電動カートで移動快適に きょうから実証実験 観光客向けに復興祈念公園内で活用

▲ 9月20日までレンタルする電動カート

 陸前高田市は21日から、高田松原津波復興祈念公園内を巡る観光客の移動支援策確立に向け、環境に優しい電動カート活用の実証実験に取り組む。園内に点在する東日本大震災遺構などを案内するパークガイド事業が始まった中、敷地は約130㌶と広大で、高齢者や障害者でも快適に見学できる移動サービスが求められている。国連のSDGs(持続可能な開発目標)実現を推進する取り組みでもあり、運行ルート検討やニーズ調査などを行い、来年度の本格運用を目指す。

 

来年度の運用目指す

 

 市は、観光振興や経済活性化、多様なコミュニティー形成を目的に、時速20㌔未満で公道を走れる電動車「グリーンスローモビリティ(グリスロ)」導入を目指しており、市道が通る公園内での電動カート活用もこの一環。
 実証実験用の車両は7人乗り(全長3・1㍍、幅1・3㍍、高さ1・8㍍)。9月20日(月・祝)まで1台をレンタルし、運転講習や公園内(現在は臨時閉園中)の試験運行などを行う。
 本格導入後の利用はパークガイド付きを想定し、10月以降はガイドの案内時間や運行ルートなどを協議していく。
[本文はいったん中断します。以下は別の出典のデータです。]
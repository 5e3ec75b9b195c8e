// src/db/mod.rs
//
// Database module
//
// Provides:
// - Connection pooling
// - Schema migrations

pub mod connection;
pub mod migrations;

pub use connection::{
    create_connection_pool, create_in_memory_pool, get_connection, ConnectionPool, PooledConn,
};

pub use migrations::{
    get_database_stats, initialize_database, verify_database_integrity, DatabaseStats,
};
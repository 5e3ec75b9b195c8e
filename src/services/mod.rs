// src/services/mod.rs
//
// Services Module - Orchestration Layer

pub mod media_catalog;
pub mod reminder_store;
pub mod scheduler;


// Re-export all services and their types
pub use reminder_store::{
    ReminderStore,
    StoreOptions,
};

pub use scheduler::{
    AlertContent,
    AlertPayload,
    AlertRequest,
    LoggingScheduler,
    ReminderScheduler,
    ALERT_TITLE,
};

pub use media_catalog::{
    MediaCatalog,
    MediaProbe,
};
use chrono::{DateTime, Utc};
use serde::{Deserialize, Serialize};

use crate::domain::media::MediaType;
use crate::domain::timestamp::normalize;
use crate::domain::{DomainError, DomainResult};

/// The in-progress choice a user builds before committing a reminder
#[derive(Debug, Clone, PartialEq, Eq, Serialize, Deserialize)]
pub struct PendingSelection {
    pub date: DateTime<Utc>,
    pub media_type: Option<MediaType>,
    pub media_name: Option<String>,
}

impl PendingSelection {
    pub fn new(date: DateTime<Utc>) -> Self {
        Self {
            date: normalize(date),
            media_type: None,
            media_name: None,
        }
    }

    /// The (date, type, name) triple, once both media fields are chosen
    pub fn complete(&self) -> DomainResult<(DateTime<Utc>, MediaType, &str)> {
        match (self.media_type, self.media_name.as_deref()) {
            (Some(media_type), Some(name)) if !name.is_empty() => Ok((self.date, media_type, name)),
            _ => Err(DomainError::IncompleteSelection),
        }
    }
}
// src/db/migrations.rs
//
// Database schema initialization and migrations
//
// PRINCIPLES:
// - Explicit schema versions
// - No automatic migrations
// - Idempotent operations

use rusqlite::Connection;

use crate::error::{AppError, AppResult};

/// Current schema version
/// Increment this when adding migrations
const CURRENT_SCHEMA_VERSION: i32 = 1;

/// Initialize the database schema.
///
/// Safe to call multiple times.
pub fn initialize_database(conn: &Connection) -> AppResult<()> {
    let current_version = get_schema_version(conn)?;

    if current_version == 0 {
        apply_initial_schema(conn)?;
        set_schema_version(conn, CURRENT_SCHEMA_VERSION)?;
        log::info!("Initialized planner schema v{}", CURRENT_SCHEMA_VERSION);
    } else if current_version < CURRENT_SCHEMA_VERSION {
        return Err(AppError::Other(format!(
            "Schema version {} is outdated. Expected {}. Manual migration required.",
            current_version, CURRENT_SCHEMA_VERSION
        )));
    } else if current_version > CURRENT_SCHEMA_VERSION {
        return Err(AppError::Other(format!(
            "Schema version {} is newer than supported {}. Update the application.",
            current_version, CURRENT_SCHEMA_VERSION
        )));
    }

    Ok(())
}

/// Returns 0 if the schema_version table doesn't exist (fresh database)
fn get_schema_version(conn: &Connection) -> AppResult<i32> {
    let table_exists: bool = conn.query_row(
        "SELECT EXISTS(SELECT 1 FROM sqlite_master WHERE type='table' AND name='schema_version')",
        [],
        |row| row.get(0),
    )?;

    if !table_exists {
        return Ok(0);
    }

    let version: Option<i32> =
        conn.query_row("SELECT MAX(version) FROM schema_version", [], |row| row.get(0))?;

    Ok(version.unwrap_or(0))
}

fn set_schema_version(conn: &Connection, version: i32) -> AppResult<()> {
    conn.execute(
        "INSERT OR IGNORE INTO schema_version (version, applied_at) VALUES (?1, datetime('now'))",
        [version],
    )?;
    Ok(())
}

fn apply_initial_schema(conn: &Connection) -> AppResult<()> {
    let schema = include_str!("../../schema.sql");

    conn.execute_batch(schema)
        .map_err(|e| AppError::Other(format!("Failed to apply initial schema: {}", e)))?;

    Ok(())
}

/// Runs SQLite's integrity check.
pub fn verify_database_integrity(conn: &Connection) -> AppResult<()> {
    let result: String = conn.query_row("PRAGMA integrity_check", [], |row| row.get(0))?;

    if result != "ok" {
        return Err(AppError::Other(format!("Database integrity check failed: {}", result)));
    }

    Ok(())
}

/// Size and entry count, for diagnostics
pub fn get_database_stats(conn: &Connection) -> AppResult<DatabaseStats> {
    let page_count: i64 = conn.query_row("PRAGMA page_count", [], |row| row.get(0))?;
    let page_size: i64 = conn.query_row("PRAGMA page_size", [], |row| row.get(0))?;

    let entry_count: i64 =
        conn.query_row("SELECT COUNT(*) FROM key_value_entries", [], |row| row.get(0))?;

    Ok(DatabaseStats {
        size_bytes: page_count * page_size,
        page_count,
        page_size,
        entry_count,
    })
}

#[derive(Debug)]
pub struct DatabaseStats {
    pub size_bytes: i64,
    pub page_count: i64,
    pub page_size: i64,
    pub entry_count: i64,
}
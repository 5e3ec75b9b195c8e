// src/repositories/mod.rs
//
// Repository layer
//
// CRITICAL RULES:
// - Repositories are DUMB data mappers
// - NO business logic
// - NO event emission
// - Decode failures are returned, never swallowed

pub mod key_value_store;
pub mod reminder_repository;

pub use key_value_store::{InMemoryKeyValueStore, KeyValueStore, SqliteKeyValueStore};
pub use reminder_repository::{
    KeyValueReminderRepository, ReminderRepository, PENDING_DATE_KEY, REMINDERS_KEY,
};
// src/application/commands/media_commands.rs

use chrono::Utc;

use crate::application::{
    dto::*,
    error_handling::{ErrorResponse, ToErrorResponse},
    state::PlannerContext,
};
use crate::infrastructure::CancellationToken;
use crate::services::MediaCatalog;

use super::reminder_commands::parse_media_type;

/// Describe the media files of one type, each with its reminder attached
pub async fn load_media_rows(
    context: &PlannerContext,
    catalog: &MediaCatalog,
    media_type: String,
    file_ids: Vec<String>,
    cancel: &CancellationToken,
) -> Result<Vec<MediaRowDto>, ErrorResponse> {
    let media_type = parse_media_type(&media_type)?;

    let descriptors = catalog
        .load(media_type, &file_ids, cancel)
        .await
        .to_error_response()?;

    let store = context.store();
    let now = Utc::now();

    Ok(descriptors
        .into_iter()
        .map(|descriptor| {
            let reminder = store
                .find_reminder(media_type, &descriptor.file_id)
                .map(|r| ReminderDto::from_reminder(r, store.formatter(), now));
            MediaRowDto::new(descriptor, reminder)
        })
        .collect())
}

/// Delete every reminder for a media file; returns how many were removed
pub fn remove_reminders_for_media(
    context: &mut PlannerContext,
    media_type: String,
    file_id: String,
) -> Result<usize, ErrorResponse> {
    let media_type = parse_media_type(&media_type)?;

    context
        .store_mut()
        .remove_reminders_for_media(media_type, &file_id)
        .to_error_response()
}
実証実験の事業費は253万円で、県の補助金を活用する。
 祈念公園は、震災犠牲者の追悼、教訓の伝承、にぎわいの再生を目的に、国、県、市が一体となって整備している。一部の利用が始まった一昨年9月以降、県内外から観光客が訪れ、園内の道の駅「高田松原」は今年7月、来店者数が累計100万人に達した。
 震災遺構は▽奇跡の一本松▽陸前高田ユースホステル▽タピック45(旧道の駅高田松原)▽旧気仙中校舎▽下宿定住促進住宅──の五つ。西側の旧気仙中と東側の下宿定住促進住宅は約2㌔離れており、市は観光客に加え、高齢者や障害者にも優しい同市ならではの移動手段を検討してきた。
 そこで着目したのが環境負荷の少ない「グリスロ」。市は国から「SDGs未来都市」に選定されており、SDGs達成に通ずる各種取り組みを積極的に展開している。
 電動カートとは別に、中心市街地や市内の主要観光施設などを周遊するバス型車両導入に向けた実証実験も昨年度まで2年連続で実施。本年度車両を手配し、来年度から本格的に運行していく計画だ。
 市観光交流課の村上知幸課長は「本格導入に向けてクリアすべき課題はたくさんあるが、しっかり検討しよりよい移動サービスを確立したい。誰もが住みよい『ノーマライゼーションという言葉のいらないまち』、SDGs実現につながる取り組み。関係機関と連携しながら運用を目指す」と力を込める。